» WHAT YOU ARE ASKED TO DO:
Calculate how many lines of the data hold "complete". The answer consists of that number only.

§ §

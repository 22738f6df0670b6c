//! API-facing request/response models.

use serde::{Deserialize, Serialize};
use serde_json::Value;

use crate::core::{PoolStatus, RetryPolicy, Task, WorkerSystem};
use crate::util::serde::{Priority, TaskId};

/// Task submission payload.
#[derive(Debug, Clone, Serialize, Deserialize)]
pub struct TaskRequest {
    /// Handler registry key.
    pub task_type: String,
    /// JSON object handed to the handler.
    pub payload: Value,
    /// Priority.
    #[serde(default)]
    pub priority: Priority,
    /// Handler timeout; the worker default applies when unset.
    #[serde(default)]
    pub timeout_seconds: Option<u64>,
    /// Retry policy; no retries when unset.
    #[serde(default)]
    pub retry_policy: Option<RetryPolicy>,
    /// Do not run before this time (ms since epoch).
    #[serde(default)]
    pub scheduled_for_ms: Option<u128>,
    /// Tasks that must complete first.
    #[serde(default)]
    pub depends_on: Vec<TaskId>,
    /// Tags.
    #[serde(default)]
    pub tags: Vec<String>,
}

impl TaskRequest {
    /// Request with default priority and no options.
    #[must_use]
    pub fn new(task_type: impl Into<String>, payload: Value) -> Self {
        Self {
            task_type: task_type.into(),
            payload,
            priority: Priority::default(),
            timeout_seconds: None,
            retry_policy: None,
            scheduled_for_ms: None,
            depends_on: Vec::new(),
            tags: Vec::new(),
        }
    }

    /// Set the priority.
    #[must_use]
    pub fn with_priority(mut self, priority: Priority) -> Self {
        self.priority = priority;
        self
    }

    /// Set the timeout.
    #[must_use]
    pub fn with_timeout(mut self, seconds: u64) -> Self {
        self.timeout_seconds = Some(seconds);
        self
    }

    /// Set the retry policy.
    #[must_use]
    pub fn with_retry_policy(mut self, policy: RetryPolicy) -> Self {
        self.retry_policy = Some(policy);
        self
    }

    /// Delay activation until `at_ms`.
    #[must_use]
    pub fn scheduled_for(mut self, at_ms: u128) -> Self {
        self.scheduled_for_ms = Some(at_ms);
        self
    }

    /// Require `task_id` to complete first.
    #[must_use]
    pub fn depends_on(mut self, task_id: impl Into<TaskId>) -> Self {
        self.depends_on.push(task_id.into());
        self
    }

    /// Attach a tag.
    #[must_use]
    pub fn with_tag(mut self, tag: impl Into<String>) -> Self {
        self.tags.push(tag.into());
        self
    }

    /// Build the PENDING task.
    #[must_use]
    pub fn into_task(self) -> Task {
        let mut task = Task::new(self.task_type, self.payload).with_priority(self.priority);
        if let Some(seconds) = self.timeout_seconds {
            task = task.with_timeout(seconds);
        }
        if let Some(policy) = self.retry_policy {
            task = task.with_retry_policy(policy);
        }
        if let Some(at_ms) = self.scheduled_for_ms {
            task = task.scheduled_for(at_ms);
        }
        for dep in self.depends_on {
            task = task.depends_on(dep);
        }
        for tag in self.tags {
            task = task.with_tag(tag);
        }
        task
    }
}

/// System status response.
#[derive(Debug, Clone, Serialize, Deserialize)]
pub struct SystemStatus {
    /// Whether the scheduler is running.
    pub running: bool,
    /// Registered task types, sorted.
    pub registered_task_types: Vec<String>,
    /// Pool projection.
    pub pool_status: PoolStatus,
}

/// Health response.
#[derive(Debug, Clone, Serialize, Deserialize)]
pub struct Health {
    /// Healthy flag: running with at least one worker.
    pub ok: bool,
    /// Registered workers.
    pub workers: usize,
    /// Tasks waiting in the pool queue.
    pub queue_size: usize,
}

/// Return a health payload.
#[must_use]
pub fn health(system: &WorkerSystem) -> Health {
    let workers = system.pool().workers().len();
    Health {
        ok: system.is_running() && workers > 0,
        workers,
        queue_size: system.pool().queue_size(),
    }
}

§ §

» RESULT OF THIS EXERCISE:
2